Berrada expects to see more online campaigning, including advertising and Zoom-style events, although party leaders are still likely to travel across the country targeting strategic ridings in the hopes of enticing undecided Canadian voters.
By calling the election now, the Liberals hope to capitalize on a lull in COVID-19 cases with a shorter election where they can control the narrative and potentially avoid the fourth wave of the pandemic, says Berrada. Their other choice was to return to Parliament in the fall and face the prospect of a non-confidence motion that would topple the government and trigger an election during the fourth wave.
“Trudeau is banking on a delayed fourth wave thanks to the Canadian vaccine response,” says Berrada.

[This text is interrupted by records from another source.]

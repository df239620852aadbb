pub mod controller;
pub mod periodic;
pub mod session;
pub mod use_cases;

pub use controller::*;
pub use periodic::*;
pub use session::*;
pub use use_cases::*;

Livianna Tossutti, Associate Professor in the Department of Political Science, has been tracking provincial elections throughout the pandemic and is curious to see if the snap federal election will produce the majority result the Liberals are hoping for.
“I’m looking to see whether the Liberals are going to be able to translate their incumbency advantage into the objective they’re seeking,” says Tossutti. “If we look at provincial elections that were held during the pandemic in British Columbia, Newfoundland and New Brunswick, minority governments were able to win a majority, so I want to see whether that same pattern also occurs at the federal level.”

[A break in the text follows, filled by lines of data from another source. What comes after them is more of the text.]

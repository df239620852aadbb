use chrono::{DateTime, FixedOffset, NaiveDateTime, Offset, TimeZone, Utc};

/// Naive layouts the price service emits, tried in order.
const NAIVE_FORMATS: [&str; 4] = ["%Y-%m-%d %H:%M:%S%.f", "%Y-%m-%dT%H:%M:%S%.f", "%Y-%m-%d %H:%M", "%Y-%m-%dT%H:%M"];

/// Parse a service timestamp into Unix seconds.
///
/// Accepts a decimal Unix-seconds string, RFC 3339, or a naive
/// `YYYY-MM-DD HH:MM:SS[.fraction]` read in `offset`. Fractions are truncated.
pub fn parse_timestamp(raw: &str, offset: &FixedOffset) -> Option<i64> {
    let raw = raw.trim();
    if raw.is_empty() {
        return None;
    }
    if raw.bytes().all(|b| b.is_ascii_digit()) {
        return raw.parse().ok();
    }
    if let Ok(dt) = DateTime::parse_from_rfc3339(raw) {
        return Some(dt.timestamp());
    }
    NAIVE_FORMATS
        .iter()
        .find_map(|format| NaiveDateTime::parse_from_str(raw, format).ok())
        .and_then(|naive| offset.from_local_datetime(&naive).single())
        .map(|dt| dt.timestamp())
}

/// Offset from minutes east of UTC; out-of-range values fall back to UTC.
pub fn offset_from_minutes(minutes: i32) -> FixedOffset {
    minutes
        .checked_mul(60)
        .and_then(FixedOffset::east_opt)
        .unwrap_or_else(utc_offset)
}

pub fn utc_offset() -> FixedOffset {
    Utc.fix()
}

/// Current offset of the viewer's local time zone.
#[cfg(target_arch = "wasm32")]
pub fn local_offset() -> FixedOffset {
    // `getTimezoneOffset` counts minutes west of UTC.
    let west = js_sys::Date::new_0().get_timezone_offset();
    offset_from_minutes(-(west.round() as i32))
}

/// Current offset of the viewer's local time zone.
#[cfg(not(target_arch = "wasm32"))]
pub fn local_offset() -> FixedOffset {
    chrono::Local::now().offset().fix()
}

/// Time-of-day axis label `HH:MM` in the display offset.
pub fn format_time_label(timestamp: i64, offset: &FixedOffset) -> String {
    DateTime::from_timestamp(timestamp, 0)
        .map(|dt| dt.with_timezone(offset).format("%H:%M").to_string())
        .unwrap_or_else(|| "--:--".to_string())
}

/// Price axis label with two decimals.
pub fn format_price_label(price: f64) -> String {
    format!("{:.2}", price)
}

Another pattern Tossutti will be watching for is voter turnout, which could play a major role. Fewer people voted in the provincial elections held during the pandemic, in some cases hitting historic lows, and she doesn’t expect to see much improvement.
Canadians can expect to hear about a range of topics over the coming weeks. In addition to economic recovery from the pandemic, long-term care improvements and future vaccine manufacturing, Berrada expects BIPOC (Black, Indigenous and People of Colour) relations, the rise of anti-Semitism and Islamophobia, and the implementation of Truth and Reconciliation Committee recommendations to be among the issues discussed.
Climate change will also be an election topic, with increased volatility in climate events, forest fires, flooding, heat waves, and recent warnings by the United Nations climate report.
“All parties will address climate change to some extent,” says Berrada. “However, Canadians are wary of all climate-based plans, since Canada has failed to meet most climate change targets in the past. Any climate change policy needs to be rigorous, accounting for our increased carbon footprint.”
Liam Midzain-Gobin, Assistant Professor in the Department of Political Science, says he is eager to see how the election might develop, especially in a fast-moving news cycle.
“In the beginning, there has been a focus on the snap nature of the election, but the tragedy in Afghanistan might also capture a lot of attention — we saw something similar with refugees from Syria in 2015 — and the ongoing wildfires in B.C. and northern Ontario might do the same,” says Midzain-Gobin, adding that something else totally unexpected could have a huge impact in the coming weeks.
“The wildfires and unfolding Taliban takeover of Afghanistan are taking place soon after much attention was focused on the findings of so many children’s graves at former residential schools,” he says. “If we are going to be serious about reconciliation in Canada, there needs to be some concrete action proposed to support Indigenous Peoples’ self-determination.”
According to Tossutti, these varied and complex concerns of the Canadian electorate going into the election mean a definitive ‘ballot box issue’ has yet to emerge.
“I’ll be interested to see which issue moves to the forefront, and whether the election will become a referendum on how we view the Trudeau government’s management of the pandemic or if it will be about the future and what kind of government we want to lead us into the post-pandemic world,” she says. “Things will come up as the campaign platforms are fleshed out, and unexpected events always occur in campaigns. Campaigns matter. We’ll see how the leaders perform.”